Working data:

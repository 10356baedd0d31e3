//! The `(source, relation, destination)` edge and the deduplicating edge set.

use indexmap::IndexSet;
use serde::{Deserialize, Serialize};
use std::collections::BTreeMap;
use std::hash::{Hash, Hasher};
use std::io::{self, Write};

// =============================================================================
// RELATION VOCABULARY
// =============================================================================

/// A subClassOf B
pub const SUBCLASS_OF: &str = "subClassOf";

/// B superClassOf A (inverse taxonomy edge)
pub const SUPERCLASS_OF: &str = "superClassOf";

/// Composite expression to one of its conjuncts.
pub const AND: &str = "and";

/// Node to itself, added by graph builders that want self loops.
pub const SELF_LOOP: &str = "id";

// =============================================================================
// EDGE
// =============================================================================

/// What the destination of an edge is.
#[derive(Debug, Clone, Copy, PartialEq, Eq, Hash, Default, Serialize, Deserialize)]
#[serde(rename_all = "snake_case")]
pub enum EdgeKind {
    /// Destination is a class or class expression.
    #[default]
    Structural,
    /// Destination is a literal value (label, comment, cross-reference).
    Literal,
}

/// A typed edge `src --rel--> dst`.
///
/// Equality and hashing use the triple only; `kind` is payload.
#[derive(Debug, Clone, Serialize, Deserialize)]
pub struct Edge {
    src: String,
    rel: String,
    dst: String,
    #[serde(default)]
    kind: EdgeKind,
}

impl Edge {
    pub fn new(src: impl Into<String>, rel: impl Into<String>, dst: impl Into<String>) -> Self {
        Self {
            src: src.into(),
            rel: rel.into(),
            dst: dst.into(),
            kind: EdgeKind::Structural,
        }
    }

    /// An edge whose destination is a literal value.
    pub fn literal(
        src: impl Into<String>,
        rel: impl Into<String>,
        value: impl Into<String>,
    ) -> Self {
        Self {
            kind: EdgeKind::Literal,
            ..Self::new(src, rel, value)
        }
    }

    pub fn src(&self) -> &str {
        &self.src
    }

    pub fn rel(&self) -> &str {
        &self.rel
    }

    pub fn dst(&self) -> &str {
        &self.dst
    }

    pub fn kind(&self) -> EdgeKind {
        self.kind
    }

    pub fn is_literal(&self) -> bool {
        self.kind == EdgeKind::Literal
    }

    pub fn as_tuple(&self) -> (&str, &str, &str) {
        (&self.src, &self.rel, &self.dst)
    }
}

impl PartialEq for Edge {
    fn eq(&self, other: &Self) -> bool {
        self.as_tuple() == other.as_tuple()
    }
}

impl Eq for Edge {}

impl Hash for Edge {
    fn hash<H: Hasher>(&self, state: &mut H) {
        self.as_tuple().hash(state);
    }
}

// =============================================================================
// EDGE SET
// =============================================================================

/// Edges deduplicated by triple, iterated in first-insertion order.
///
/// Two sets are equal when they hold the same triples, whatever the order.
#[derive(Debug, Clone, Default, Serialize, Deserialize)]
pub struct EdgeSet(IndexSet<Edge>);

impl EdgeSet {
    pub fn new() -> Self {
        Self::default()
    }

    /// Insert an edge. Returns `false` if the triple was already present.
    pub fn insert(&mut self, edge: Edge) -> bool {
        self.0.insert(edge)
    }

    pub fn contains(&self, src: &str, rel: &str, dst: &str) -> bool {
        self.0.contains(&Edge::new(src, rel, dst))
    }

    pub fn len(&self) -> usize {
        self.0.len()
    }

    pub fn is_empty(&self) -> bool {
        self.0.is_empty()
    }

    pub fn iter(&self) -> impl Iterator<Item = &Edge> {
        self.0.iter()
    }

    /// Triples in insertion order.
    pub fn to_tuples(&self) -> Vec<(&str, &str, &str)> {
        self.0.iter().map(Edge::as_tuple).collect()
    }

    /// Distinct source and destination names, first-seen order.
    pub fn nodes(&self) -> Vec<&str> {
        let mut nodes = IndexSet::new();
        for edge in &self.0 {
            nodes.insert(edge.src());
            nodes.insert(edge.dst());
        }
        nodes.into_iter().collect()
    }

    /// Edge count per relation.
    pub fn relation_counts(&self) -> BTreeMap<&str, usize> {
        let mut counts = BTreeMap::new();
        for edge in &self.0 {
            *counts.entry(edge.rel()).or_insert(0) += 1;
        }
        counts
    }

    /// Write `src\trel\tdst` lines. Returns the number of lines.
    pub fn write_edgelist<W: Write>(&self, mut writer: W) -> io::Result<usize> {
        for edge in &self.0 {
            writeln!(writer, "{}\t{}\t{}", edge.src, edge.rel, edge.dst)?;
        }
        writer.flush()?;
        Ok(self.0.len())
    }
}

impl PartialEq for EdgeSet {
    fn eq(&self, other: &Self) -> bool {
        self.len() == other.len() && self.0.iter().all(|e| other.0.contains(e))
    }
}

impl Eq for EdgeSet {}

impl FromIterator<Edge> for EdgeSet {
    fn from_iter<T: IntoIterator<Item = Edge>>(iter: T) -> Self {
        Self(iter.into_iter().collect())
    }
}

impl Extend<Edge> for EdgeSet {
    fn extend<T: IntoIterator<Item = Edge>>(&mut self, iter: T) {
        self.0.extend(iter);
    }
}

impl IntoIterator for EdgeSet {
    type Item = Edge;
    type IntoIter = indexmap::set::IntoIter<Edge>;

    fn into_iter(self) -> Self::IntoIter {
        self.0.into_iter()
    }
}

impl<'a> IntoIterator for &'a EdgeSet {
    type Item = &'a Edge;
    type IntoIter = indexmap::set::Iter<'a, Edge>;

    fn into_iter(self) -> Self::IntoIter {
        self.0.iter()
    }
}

Task description: Please print the full listing shown above, exactly as it appears.

Expected answer:
repository 10356baedd0d31e3
//! The `(source, relation, destination)` edge and the deduplicating edge set.

use indexmap::IndexSet;
use serde::{Deserialize, Serialize};
use std::collections::BTreeMap;
use std::hash::{Hash, Hasher};
use std::io::{self, Write};

// =============================================================================
// RELATION VOCABULARY
// =============================================================================

/// A subClassOf B
pub const SUBCLASS_OF: &str = "subClassOf";

/// B superClassOf A (inverse taxonomy edge)
pub const SUPERCLASS_OF: &str = "superClassOf";

/// Composite expression to one of its conjuncts.
pub const AND: &str = "and";

/// Node to itself, added by graph builders that want self loops.
pub const SELF_LOOP: &str = "id";

// =============================================================================
// EDGE
// =============================================================================

/// What the destination of an edge is.
#[derive(Debug, Clone, Copy, PartialEq, Eq, Hash, Default, Serialize, Deserialize)]
#[serde(rename_all = "snake_case")]
pub enum EdgeKind {
    /// Destination is a class or class expression.
    #[default]
    Structural,
    /// Destination is a literal value (label, comment, cross-reference).
    Literal,
}

/// A typed edge `src --rel--> dst`.
///
/// Equality and hashing use the triple only; `kind` is payload.
#[derive(Debug, Clone, Serialize, Deserialize)]
pub struct Edge {
    src: String,
    rel: String,
    dst: String,
    #[serde(default)]
    kind: EdgeKind,
}

impl Edge {
    pub fn new(src: impl Into<String>, rel: impl Into<String>, dst: impl Into<String>) -> Self {
        Self {
            src: src.into(),
            rel: rel.into(),
            dst: dst.into(),
            kind: EdgeKind::Structural,
        }
    }

    /// An edge whose destination is a literal value.
    pub fn literal(
        src: impl Into<String>,
        rel: impl Into<String>,
        value: impl Into<String>,
    ) -> Self {
        Self {
            kind: EdgeKind::Literal,
            ..Self::new(src, rel, value)
        }
    }

    pub fn src(&self) -> &str {
        &self.src
    }

    pub fn rel(&self) -> &str {
        &self.rel
    }

    pub fn dst(&self) -> &str {
        &self.dst
    }

    pub fn kind(&self) -> EdgeKind {
        self.kind
    }

    pub fn is_literal(&self) -> bool {
        self.kind == EdgeKind::Literal
    }

    pub fn as_tuple(&self) -> (&str, &str, &str) {
        (&self.src, &self.rel, &self.dst)
    }
}

impl PartialEq for Edge {
    fn eq(&self, other: &Self) -> bool {
        self.as_tuple() == other.as_tuple()
    }
}

impl Eq for Edge {}

impl Hash for Edge {
    fn hash<H: Hasher>(&self, state: &mut H) {
        self.as_tuple().hash(state);
    }
}

// =============================================================================
// EDGE SET
// =============================================================================

/// Edges deduplicated by triple, iterated in first-insertion order.
///
/// Two sets are equal when they hold the same triples, whatever the order.
#[derive(Debug, Clone, Default, Serialize, Deserialize)]
pub struct EdgeSet(IndexSet<Edge>);

impl EdgeSet {
    pub fn new() -> Self {
        Self::default()
    }

    /// Insert an edge. Returns `false` if the triple was already present.
    pub fn insert(&mut self, edge: Edge) -> bool {
        self.0.insert(edge)
    }

    pub fn contains(&self, src: &str, rel: &str, dst: &str) -> bool {
        self.0.contains(&Edge::new(src, rel, dst))
    }

    pub fn len(&self) -> usize {
        self.0.len()
    }

    pub fn is_empty(&self) -> bool {
        self.0.is_empty()
    }

    pub fn iter(&self) -> impl Iterator<Item = &Edge> {
        self.0.iter()
    }

    /// Triples in insertion order.
    pub fn to_tuples(&self) -> Vec<(&str, &str, &str)> {
        self.0.iter().map(Edge::as_tuple).collect()
    }

    /// Distinct source and destination names, first-seen order.
    pub fn nodes(&self) -> Vec<&str> {
        let mut nodes = IndexSet::new();
        for edge in &self.0 {
            nodes.insert(edge.src());
            nodes.insert(edge.dst());
        }
        nodes.into_iter().collect()
    }

    /// Edge count per relation.
    pub fn relation_counts(&self) -> BTreeMap<&str, usize> {
        let mut counts = BTreeMap::new();
        for edge in &self.0 {
            *counts.entry(edge.rel()).or_insert(0) += 1;
        }
        counts
    }

    /// Write `src\trel\tdst` lines. Returns the number of lines.
    pub fn write_edgelist<W: Write>(&self, mut writer: W) -> io::Result<usize> {
        for edge in &self.0 {
            writeln!(writer, "{}\t{}\t{}", edge.src, edge.rel, edge.dst)?;
        }
        writer.flush()?;
        Ok(self.0.len())
    }
}

impl PartialEq for EdgeSet {
    fn eq(&self, other: &Self) -> bool {
        self.len() == other.len() && self.0.iter().all(|e| other.0.contains(e))
    }
}

impl Eq for EdgeSet {}

impl FromIterator<Edge> for EdgeSet {
    fn from_iter<T: IntoIterator<Item = Edge>>(iter: T) -> Self {
        Self(iter.into_iter().collect())
    }
}

impl Extend<Edge> for EdgeSet {
    fn extend<T: IntoIterator<Item = Edge>>(&mut self, iter: T) {
        self.0.extend(iter);
    }
}

impl IntoIterator for EdgeSet {
    type Item = Edge;
    type IntoIter = indexmap::set::IntoIter<Edge>;

    fn into_iter(self) -> Self::IntoIter {
        self.0.into_iter()
    }
}

impl<'a> IntoIterator for &'a EdgeSet {
    type Item = &'a Edge;
    type IntoIter = indexmap::set::Iter<'a, Edge>;

    fn into_iter(self) -> Self::IntoIter {
        self.0.iter()
    }
}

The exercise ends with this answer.